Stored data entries
//! TraversalSnapshot - the result of one visibility search.
//!
//! Nodes are stored in an arena in discovery order. A dense table mirroring
//! the world index's slot layout maps each slot to its node, so "is this
//! chunk already in the graph" is one array read.

use std::sync::Arc;

use crate::voxel::world_index::{layout_slot, IndexLayout};
use crate::voxel::{ChunkCoord, ChunkHandle, WorldIndex};

use super::node::GraphNode;

const NO_NODE: u32 = u32::MAX;

/// Deduplicated, insertion-ordered set of graph nodes keyed by coordinate.
#[derive(Clone, Debug)]
pub struct TraversalSnapshot {
    nodes: Vec<GraphNode>,
    /// Slot -> node index, `NO_NODE` when empty
    lookup: Vec<u32>,
    layout: IndexLayout,
    /// Index center the slots were computed against
    center: ChunkCoord,
    /// Chunk the search was seeded from
    camera_chunk: ChunkCoord,
}

impl TraversalSnapshot {
    /// Empty snapshot addressed like `index`
    pub fn new(index: &WorldIndex, camera_chunk: ChunkCoord) -> Self {
        Self {
            nodes: Vec::new(),
            lookup: vec![NO_NODE; index.slot_count()],
            layout: *index.layout(),
            center: index.center(),
            camera_chunk,
        }
    }

    /// Snapshot holding nothing, used before the first rebuild lands
    pub fn empty() -> Self {
        let index = WorldIndex::new(
            IndexLayout {
                view_distance: 0,
                height_sections: 1,
                ..IndexLayout::default()
            },
            ChunkCoord::new(0, 0, 0),
        );
        Self::new(&index, ChunkCoord::new(0, 0, 0))
    }

    /// Whether slots in this snapshot mean the same chunks as in `index`
    pub fn matches_index(&self, index: &WorldIndex) -> bool {
        self.layout == *index.layout() && self.center == index.center()
    }

    pub fn camera_chunk(&self) -> ChunkCoord {
        self.camera_chunk
    }

    pub fn center(&self) -> ChunkCoord {
        self.center
    }

    pub fn len(&self) -> usize {
        self.nodes.len()
    }

    pub fn is_empty(&self) -> bool {
        self.nodes.is_empty()
    }

    pub fn nodes(&self) -> &[GraphNode] {
        &self.nodes
    }

    pub fn node(&self, index: u32) -> &GraphNode {
        &self.nodes[index as usize]
    }

    pub fn node_mut(&mut self, index: u32) -> &mut GraphNode {
        &mut self.nodes[index as usize]
    }

    /// Node index for a coordinate
    pub fn index_of(&self, coord: ChunkCoord) -> Option<u32> {
        let slot = layout_slot(&self.layout, self.center, coord)?;
        let index = self.lookup[slot];
        if index == NO_NODE || self.nodes[index as usize].coord != coord {
            return None;
        }
        Some(index)
    }

    pub fn get(&self, coord: ChunkCoord) -> Option<&GraphNode> {
        self.index_of(coord).map(|i| self.node(i))
    }

    pub fn contains(&self, coord: ChunkCoord) -> bool {
        self.index_of(coord).is_some()
    }

    /// Add a node and register it in the lookup. Returns `None` if the
    /// coordinate is already present or outside the addressed area.
    pub fn insert(&mut self, node: GraphNode) -> Option<u32> {
        let slot = layout_slot(&self.layout, self.center, node.coord)?;
        if self.index_of(node.coord).is_some() {
            return None;
        }
        let index = self.nodes.len() as u32;
        self.nodes.push(node);
        self.lookup[slot] = index;
        Some(index)
    }

    /// Handles of every node in discovery order
    pub fn chunks(&self) -> impl Iterator<Item = &Arc<ChunkHandle>> {
        self.nodes.iter().map(|n| &n.chunk)
    }
}

impl Default for TraversalSnapshot {
    fn default() -> Self {
        Self::empty()
    }
}

#[cfg(test)]
mod tests {
    use super::*;
    use crate::voxel::{DirectionSet, FaceVisibility};

    fn index() -> WorldIndex {
        WorldIndex::new(
            IndexLayout {
                view_distance: 2,
                min_section_y: 0,
                height_sections: 2,
                border_margin: 1,
            },
            ChunkCoord::new(0, 0, 0),
        )
    }

    fn node(x: i32, y: i32, z: i32) -> GraphNode {
        GraphNode::seed(Arc::new(ChunkHandle::compiled(
            ChunkCoord::new(x, y, z),
            FaceVisibility::all(),
            true,
        )))
    }

    #[test]
    fn test_insert_dedupes_by_coord() {
        let mut snapshot = TraversalSnapshot::new(&index(), ChunkCoord::new(0, 0, 0));
        assert_eq!(snapshot.insert(node(1, 0, 1)), Some(0));

        let mut again = node(1, 0, 1);
        again.discovery_directions = DirectionSet::ALL;
        assert_eq!(snapshot.insert(again), None);
        assert_eq!(snapshot.len(), 1);
        assert!(snapshot.get(ChunkCoord::new(1, 0, 1)).unwrap().discovery_directions.is_empty());
    }

    #[test]
    fn test_slot_collision_is_a_miss() {
        let mut snapshot = TraversalSnapshot::new(&index(), ChunkCoord::new(0, 0, 0));
        snapshot.insert(node(2, 0, 0)).unwrap();
        // (-3,0,0) shares the slot but lies outside the square
        assert!(!snapshot.contains(ChunkCoord::new(-3, 0, 0)));
        assert_eq!(snapshot.insert(node(0, 5, 0)), None);
    }

    #[test]
    fn test_matches_index() {
        let mut idx = index();
        let snapshot = TraversalSnapshot::new(&idx, ChunkCoord::new(0, 0, 0));
        assert!(snapshot.matches_index(&idx));
        idx.recenter(ChunkCoord::new(1, 0, 0));
        assert!(!snapshot.matches_index(&idx));
        assert!(TraversalSnapshot::empty().is_empty());
    }
}
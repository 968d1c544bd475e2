//! ChunkHandle - the per-chunk state the visibility engine reads.
//!
//! Written by the loader and the mesh compiler, read concurrently by the
//! traversal; every field is an atomic so readers never block.

use std::sync::atomic::{AtomicBool, AtomicU64, Ordering};

use crate::core::types::IVec3;
use crate::math::Aabb;
use crate::voxel::chunk::ChunkCoord;
use crate::voxel::direction::Direction;
use crate::voxel::face_visibility::FaceVisibility;

/// Thread-safe handle to one chunk of the world.
#[derive(Debug)]
pub struct ChunkHandle {
    coord: ChunkCoord,
    bounds: Aabb,
    /// Packed `FaceVisibility` from the last compile
    visibility: AtomicU64,
    /// All six neighbors have their block data loaded
    complete_neighbors: AtomicBool,
    /// At least one render layer has geometry
    drawable: AtomicBool,
    dirty: AtomicBool,
    dirty_main_thread: AtomicBool,
}

impl ChunkHandle {
    /// Create a handle for a chunk that has not been compiled yet.
    ///
    /// Uncompiled chunks block sight through every face and are dirty.
    pub fn new(coord: ChunkCoord) -> Self {
        Self {
            coord,
            bounds: coord.bounds(),
            visibility: AtomicU64::new(FaceVisibility::none().bits()),
            complete_neighbors: AtomicBool::new(false),
            drawable: AtomicBool::new(false),
            dirty: AtomicBool::new(true),
            dirty_main_thread: AtomicBool::new(false),
        }
    }

    /// Create a handle that is already compiled and has its neighbors loaded.
    pub fn compiled(coord: ChunkCoord, visibility: FaceVisibility, drawable: bool) -> Self {
        let handle = Self::new(coord);
        handle.set_complete_neighbor_data(true);
        handle.set_compiled(visibility, drawable);
        handle
    }

    pub fn coord(&self) -> ChunkCoord {
        self.coord
    }

    /// Block-space minimum corner
    pub fn origin(&self) -> IVec3 {
        self.coord.origin()
    }

    pub fn bounding_box(&self) -> &Aabb {
        &self.bounds
    }

    /// Install the results of a mesh compile.
    pub fn set_compiled(&self, visibility: FaceVisibility, drawable: bool) {
        self.visibility.store(visibility.bits(), Ordering::Release);
        self.drawable.store(drawable, Ordering::Release);
        self.dirty.store(false, Ordering::Release);
        self.dirty_main_thread.store(false, Ordering::Release);
    }

    pub fn face_visibility(&self) -> FaceVisibility {
        FaceVisibility::from_bits(self.visibility.load(Ordering::Acquire))
    }

    #[inline]
    pub fn faces_can_see(&self, a: Direction, b: Direction) -> bool {
        self.face_visibility().can_see(a, b)
    }

    pub fn has_complete_neighbor_data(&self) -> bool {
        self.complete_neighbors.load(Ordering::Acquire)
    }

    pub fn set_complete_neighbor_data(&self, complete: bool) {
        self.complete_neighbors.store(complete, Ordering::Release);
    }

    pub fn has_drawable_content(&self) -> bool {
        self.drawable.load(Ordering::Acquire)
    }

    pub fn is_visually_empty(&self) -> bool {
        !self.has_drawable_content()
    }

    /// Flag the chunk for recompilation. The main-thread hint is sticky until
    /// the next compile.
    pub fn mark_dirty(&self, main_thread_hint: bool) {
        self.dirty.store(true, Ordering::Release);
        if main_thread_hint {
            self.dirty_main_thread.store(true, Ordering::Release);
        }
    }

    pub fn is_dirty(&self) -> bool {
        self.dirty.load(Ordering::Acquire)
    }

    pub fn is_dirty_from_main_thread(&self) -> bool {
        self.dirty_main_thread.load(Ordering::Acquire)
    }
}
//! Per-chunk face-to-face visibility table produced by mesh compilation.

use crate::voxel::direction::Direction;

/// Symmetric 6x6 table telling whether line of sight can pass from one face
/// of a chunk to another through the chunk's open space.
///
/// Packed as 36 bits of a `u64` (bit `a * 6 + b`), so it is stored and copied
/// as a plain value.
#[derive(Clone, Copy, Debug, Default, PartialEq, Eq, Hash)]
pub struct FaceVisibility(u64);

const FULL_MASK: u64 = (1 << 36) - 1;

impl FaceVisibility {
    /// Every face sees every other face (empty or airy chunk)
    pub const fn all() -> Self {
        Self(FULL_MASK)
    }

    /// No face sees any other face (solid or not yet compiled chunk)
    pub const fn none() -> Self {
        Self(0)
    }

    pub fn from_bits(bits: u64) -> Self {
        Self(bits & FULL_MASK)
    }

    pub fn bits(self) -> u64 {
        self.0
    }

    #[inline]
    fn bit(a: Direction, b: Direction) -> u64 {
        1 << (a.index() * 6 + b.index())
    }

    /// Set the pair in both orders
    pub fn set(&mut self, a: Direction, b: Direction, visible: bool) {
        let mask = Self::bit(a, b) | Self::bit(b, a);
        if visible {
            self.0 |= mask;
        } else {
            self.0 &= !mask;
        }
    }

    /// Builder form of [`set`](Self::set)
    pub fn with(mut self, a: Direction, b: Direction, visible: bool) -> Self {
        self.set(a, b, visible);
        self
    }

    #[inline]
    pub fn can_see(self, a: Direction, b: Direction) -> bool {
        self.0 & Self::bit(a, b) != 0
    }
}
//! WorldIndex - slot-addressed spatial lookup for the chunks around the camera.
//!
//! Chunks live in a dense ring buffer covering a square of
//! `2 * view_distance + 1` chunk columns around `center`, each
//! `height_sections` tall. A chunk's slot only depends on its coordinate, so
//! it stays stable while the center moves, and any table indexed by slot
//! (the traversal's lookup table) can mirror this array.

use std::sync::Arc;

use crate::core::error::Error;
use crate::core::types::{IVec3, Result};
use crate::voxel::chunk::{ChunkCoord, CHUNK_SIZE};
use crate::voxel::chunk_handle::ChunkHandle;
use crate::voxel::invalidator::{ChunkInvalidator, DirtyChunk};

/// Shape of the loaded area
#[derive(Clone, Copy, Debug, PartialEq, Eq)]
pub struct IndexLayout {
    /// Square radius in chunks around the center column
    pub view_distance: i32,
    /// Lowest chunk Y in the world
    pub min_section_y: i32,
    /// Number of chunk layers in the world
    pub height_sections: i32,
    /// Chunks this close to the view-distance edge count as border chunks
    pub border_margin: i32,
}

impl Default for IndexLayout {
    fn default() -> Self {
        Self {
            view_distance: 12,
            min_section_y: -4,
            height_sections: 24,
            border_margin: 1,
        }
    }
}

fn layout_contains(layout: &IndexLayout, center: ChunkCoord, coord: ChunkCoord) -> bool {
    coord.horizontal_distance(center) <= layout.view_distance
        && coord.y >= layout.min_section_y
        && coord.y < layout.min_section_y + layout.height_sections
}

/// Slot of `coord` in an index with this layout centered on `center`.
///
/// Tables mirroring the index (traversal lookups) address themselves with
/// this so they stay valid without holding the index.
pub fn layout_slot(layout: &IndexLayout, center: ChunkCoord, coord: ChunkCoord) -> Option<usize> {
    if !layout_contains(layout, center, coord) {
        return None;
    }
    let diameter = 2 * layout.view_distance + 1;
    let x = coord.x.rem_euclid(diameter);
    let z = coord.z.rem_euclid(diameter);
    let y = coord.y - layout.min_section_y;
    Some(((z * diameter + x) * layout.height_sections + y) as usize)
}

/// Spatial index for chunk lookup by coordinate or slot.
pub struct WorldIndex {
    layout: IndexLayout,
    /// Camera column the square is centered on (Y is ignored)
    center: ChunkCoord,
    slots: Vec<Option<Arc<ChunkHandle>>>,
    count: usize,
    invalidator: ChunkInvalidator,
}

impl WorldIndex {
    /// Create an empty index centered on `center`.
    pub fn new(layout: IndexLayout, center: ChunkCoord) -> Self {
        let layout = IndexLayout {
            view_distance: layout.view_distance.max(0),
            height_sections: layout.height_sections.max(1),
            border_margin: layout.border_margin.max(0),
            ..layout
        };
        Self {
            layout,
            center,
            slots: vec![None; Self::slot_count_for(&layout)],
            count: 0,
            invalidator: ChunkInvalidator::new(),
        }
    }

    fn slot_count_for(layout: &IndexLayout) -> usize {
        let diameter = (2 * layout.view_distance + 1) as usize;
        diameter * diameter * layout.height_sections as usize
    }

    /// Copy of the chunk table without dirty-tracking state.
    ///
    /// Handles are shared, so this is a pointer copy per slot; it gives a
    /// background traversal a view that cannot change under it.
    pub fn detached(&self) -> WorldIndex {
        WorldIndex {
            layout: self.layout,
            center: self.center,
            slots: self.slots.clone(),
            count: self.count,
            invalidator: ChunkInvalidator::new(),
        }
    }

    pub fn layout(&self) -> &IndexLayout {
        &self.layout
    }

    pub fn center(&self) -> ChunkCoord {
        self.center
    }

    pub fn view_distance(&self) -> i32 {
        self.layout.view_distance
    }

    /// Lowest block Y of the world (inclusive)
    pub fn min_build_height(&self) -> i32 {
        self.layout.min_section_y * CHUNK_SIZE
    }

    /// Highest block Y of the world (exclusive)
    pub fn max_build_height(&self) -> i32 {
        (self.layout.min_section_y + self.layout.height_sections) * CHUNK_SIZE
    }

    /// Chunk Y clamped into the world's height range
    pub fn clamp_section_y(&self, y: i32) -> i32 {
        y.clamp(
            self.layout.min_section_y,
            self.layout.min_section_y + self.layout.height_sections - 1,
        )
    }

    /// Number of slots (size of any slot-indexed mirror table)
    pub fn slot_count(&self) -> usize {
        self.slots.len()
    }

    /// Within view distance of the center and inside world height
    pub fn bounds_contains(&self, coord: ChunkCoord) -> bool {
        layout_contains(&self.layout, self.center, coord)
    }

    /// Out of bounds, or close enough to the view-distance edge that missing
    /// neighbor data is expected rather than a loading gap.
    pub fn is_near_border(&self, coord: ChunkCoord) -> bool {
        !self.bounds_contains(coord)
            || coord.horizontal_distance(self.center)
                >= self.layout.view_distance - self.layout.border_margin
    }

    /// Stable slot of an in-bounds coordinate
    pub fn slot(&self, coord: ChunkCoord) -> Option<usize> {
        layout_slot(&self.layout, self.center, coord)
    }

    /// Handle for a coordinate, if that chunk is loaded.
    pub fn lookup(&self, coord: ChunkCoord) -> Option<&Arc<ChunkHandle>> {
        let slot = self.slot(coord)?;
        self.slots[slot].as_ref().filter(|h| h.coord() == coord)
    }

    /// Add a chunk. Returns the handle it replaced, if any.
    pub fn insert(&mut self, handle: Arc<ChunkHandle>) -> Result<Option<Arc<ChunkHandle>>> {
        let coord = handle.coord();
        let slot = self.slot(coord).ok_or_else(|| {
            Error::Voxel(format!("chunk {} is outside the loaded area around {}", coord, self.center))
        })?;
        let previous = self.slots[slot].replace(handle);
        if previous.is_none() {
            self.count += 1;
        }
        Ok(previous)
    }

    /// Remove a chunk from the index.
    pub fn remove(&mut self, coord: ChunkCoord) -> Option<Arc<ChunkHandle>> {
        let slot = self.slot(coord)?;
        if self.slots[slot].as_ref().is_some_and(|h| h.coord() == coord) {
            self.count -= 1;
            self.invalidator.forget(&coord);
            return self.slots[slot].take();
        }
        None
    }

    /// Move the loaded square to a new center column. Returns the chunks that
    /// fell out of range.
    pub fn recenter(&mut self, center: ChunkCoord) -> Vec<Arc<ChunkHandle>> {
        if center.x == self.center.x && center.z == self.center.z {
            self.center = center;
            return Vec::new();
        }
        self.center = center;
        self.evict_out_of_range()
    }

    /// Change the view distance, re-slotting every chunk that stays in range.
    pub fn set_view_distance(&mut self, view_distance: i32) -> Vec<Arc<ChunkHandle>> {
        let view_distance = view_distance.max(0);
        if view_distance == self.layout.view_distance {
            return Vec::new();
        }
        self.layout.view_distance = view_distance;
        let old = std::mem::replace(&mut self.slots, vec![None; Self::slot_count_for(&self.layout)]);
        self.count = 0;

        let mut dropped = Vec::new();
        for handle in old.into_iter().flatten() {
            match self.slot(handle.coord()) {
                Some(slot) => {
                    self.slots[slot] = Some(handle);
                    self.count += 1;
                }
                None => {
                    self.invalidator.forget(&handle.coord());
                    dropped.push(handle);
                }
            }
        }
        dropped
    }

    fn evict_out_of_range(&mut self) -> Vec<Arc<ChunkHandle>> {
        let mut dropped = Vec::new();
        for slot in 0..self.slots.len() {
            let keep = self.slots[slot]
                .as_ref()
                .is_none_or(|h| self.slot(h.coord()) == Some(slot));
            if !keep {
                if let Some(handle) = self.slots[slot].take() {
                    self.count -= 1;
                    self.invalidator.forget(&handle.coord());
                    dropped.push(handle);
                }
            }
        }
        dropped
    }

    /// Iterate loaded chunks in slot order
    pub fn iter(&self) -> impl Iterator<Item = &Arc<ChunkHandle>> {
        self.slots.iter().flatten()
    }

    /// Total number of chunks.
    pub fn chunk_count(&self) -> usize {
        self.count
    }

    /// Invalidate one chunk. Returns false if it is not loaded.
    pub fn mark_dirty(&mut self, coord: ChunkCoord, main_thread_hint: bool) -> bool {
        match self.lookup(coord) {
            Some(handle) => {
                handle.mark_dirty(main_thread_hint);
                self.invalidator.mark_chunk_dirty(coord, main_thread_hint);
                true
            }
            None => false,
        }
    }

    /// Invalidate every loaded chunk touched by an edit of the inclusive block
    /// range, plus face neighbors. Returns how many chunks were marked.
    pub fn mark_region_dirty(&mut self, min_block: IVec3, max_block: IVec3) -> usize {
        ChunkInvalidator::region_chunks(min_block, max_block)
            .filter(|coord| self.mark_dirty(*coord, false))
            .count()
    }

    /// Drain the chunks waiting for recompilation
    pub fn take_dirty_chunks(&mut self) -> Vec<DirtyChunk> {
        self.invalidator.take_dirty_chunks()
    }

    pub fn invalidator(&self) -> &ChunkInvalidator {
        &self.invalidator
    }
}

impl Default for WorldIndex {
    fn default() -> Self {
        Self::new(IndexLayout::default(), ChunkCoord::new(0, 0, 0))
    }
}

#[cfg(test)]
mod tests {
    use super::*;
    use crate::voxel::face_visibility::FaceVisibility;

    fn small_layout() -> IndexLayout {
        IndexLayout {
            view_distance: 2,
            min_section_y: 0,
            height_sections: 4,
            border_margin: 1,
        }
    }

    fn handle(x: i32, y: i32, z: i32) -> Arc<ChunkHandle> {
        Arc::new(ChunkHandle::compiled(ChunkCoord::new(x, y, z), FaceVisibility::all(), true))
    }

    #[test]
    fn test_insert_and_lookup() {
        let mut index = WorldIndex::new(small_layout(), ChunkCoord::new(0, 0, 0));
        index.insert(handle(1, 2, -1)).unwrap();

        assert!(index.lookup(ChunkCoord::new(1, 2, -1)).is_some());
        assert!(index.lookup(ChunkCoord::new(1, 1, -1)).is_none());
        assert_eq!(index.chunk_count(), 1);
    }

    #[test]
    fn test_insert_out_of_range_fails() {
        let mut index = WorldIndex::new(small_layout(), ChunkCoord::new(0, 0, 0));
        assert!(index.insert(handle(3, 0, 0)).is_err());
        assert!(index.insert(handle(0, 4, 0)).is_err());
        assert!(index.insert(handle(0, -1, 0)).is_err());
        assert_eq!(index.chunk_count(), 0);
    }

    #[test]
    fn test_slots_are_unique_within_bounds() {
        let index = WorldIndex::new(small_layout(), ChunkCoord::new(7, 0, -3));
        let mut seen = vec![false; index.slot_count()];
        for x in 5..=9 {
            for z in -5..=-1 {
                for y in 0..4 {
                    let slot = index.slot(ChunkCoord::new(x, y, z)).unwrap();
                    assert!(!seen[slot], "slot {} reused", slot);
                    seen[slot] = true;
                }
            }
        }
        assert!(seen.iter().all(|s| *s));
    }

    #[test]
    fn test_recenter_keeps_slots_and_evicts() {
        let mut index = WorldIndex::new(small_layout(), ChunkCoord::new(0, 0, 0));
        index.insert(handle(-2, 0, 0)).unwrap();
        index.insert(handle(2, 0, 0)).unwrap();
        let slot_before = index.slot(ChunkCoord::new(2, 0, 0));

        let dropped = index.recenter(ChunkCoord::new(1, 0, 0));
        assert_eq!(dropped.len(), 1);
        assert_eq!(dropped[0].coord(), ChunkCoord::new(-2, 0, 0));
        assert_eq!(index.slot(ChunkCoord::new(2, 0, 0)), slot_before);
        assert!(index.lookup(ChunkCoord::new(2, 0, 0)).is_some());
        // (3,0,0) now maps onto the slot (-2,0,0) used to have
        assert!(index.lookup(ChunkCoord::new(3, 0, 0)).is_none());
        assert_eq!(index.chunk_count(), 1);
    }

    #[test]
    fn test_set_view_distance_reslots() {
        let mut index = WorldIndex::new(small_layout(), ChunkCoord::new(0, 0, 0));
        index.insert(handle(0, 0, 0)).unwrap();
        index.insert(handle(2, 1, 2)).unwrap();

        let dropped = index.set_view_distance(1);
        assert_eq!(dropped.len(), 1);
        assert_eq!(index.slot_count(), 9 * 4);
        assert!(index.lookup(ChunkCoord::new(0, 0, 0)).is_some());
        assert_eq!(index.chunk_count(), 1);
    }

    #[test]
    fn test_border() {
        let index = WorldIndex::new(small_layout(), ChunkCoord::new(0, 0, 0));
        assert!(!index.is_near_border(ChunkCoord::new(0, 0, 0)));
        assert!(index.is_near_border(ChunkCoord::new(1, 0, 0)));
        assert!(index.is_near_border(ChunkCoord::new(0, 0, -2)));
        assert!(index.is_near_border(ChunkCoord::new(9, 0, 0)));
        assert!(!index.is_near_border(ChunkCoord::new(0, 3, 0)));
    }

    #[test]
    fn test_mark_dirty_delegates() {
        let mut index = WorldIndex::new(small_layout(), ChunkCoord::new(0, 0, 0));
        index.insert(handle(0, 0, 0)).unwrap();
        index.insert(handle(-1, 0, 0)).unwrap();

        assert!(index.mark_dirty(ChunkCoord::new(0, 0, 0), true));
        assert!(!index.mark_dirty(ChunkCoord::new(1, 0, 0), false));
        assert!(index.lookup(ChunkCoord::new(0, 0, 0)).unwrap().is_dirty_from_main_thread());

        // Edit on the x=0 face reaches the loaded neighbor at x=-1
        let marked = index.mark_region_dirty(IVec3::new(0, 4, 4), IVec3::new(2, 4, 4));
        assert_eq!(marked, 2);
        assert!(index.lookup(ChunkCoord::new(-1, 0, 0)).unwrap().is_dirty());

        let dirty = index.take_dirty_chunks();
        assert_eq!(dirty.len(), 2);
        assert!(dirty[0].main_thread);
    }

    #[test]
    fn test_detached_shares_handles() {
        let mut index = WorldIndex::new(small_layout(), ChunkCoord::new(0, 0, 0));
        index.insert(handle(0, 1, 0)).unwrap();
        let view = index.detached();
        index.remove(ChunkCoord::new(0, 1, 0));

        assert_eq!(index.chunk_count(), 0);
        assert_eq!(view.chunk_count(), 1);
        assert!(view.lookup(ChunkCoord::new(0, 1, 0)).is_some());
    }
}
//! Core types, errors, logging and the camera

pub mod types;
pub mod error;
pub mod logging;
pub mod camera;

pub use types::*;
pub use error::Error;
pub use camera::Camera;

- _WHAT YOU NEED TO DO_
Would you filter the entries above and keep each line that has the word "inclusive"?

- _ANSWER SECTION_
    /// Lowest block Y of the world (inclusive)
    /// Invalidate every loaded chunk touched by an edit of the inclusive block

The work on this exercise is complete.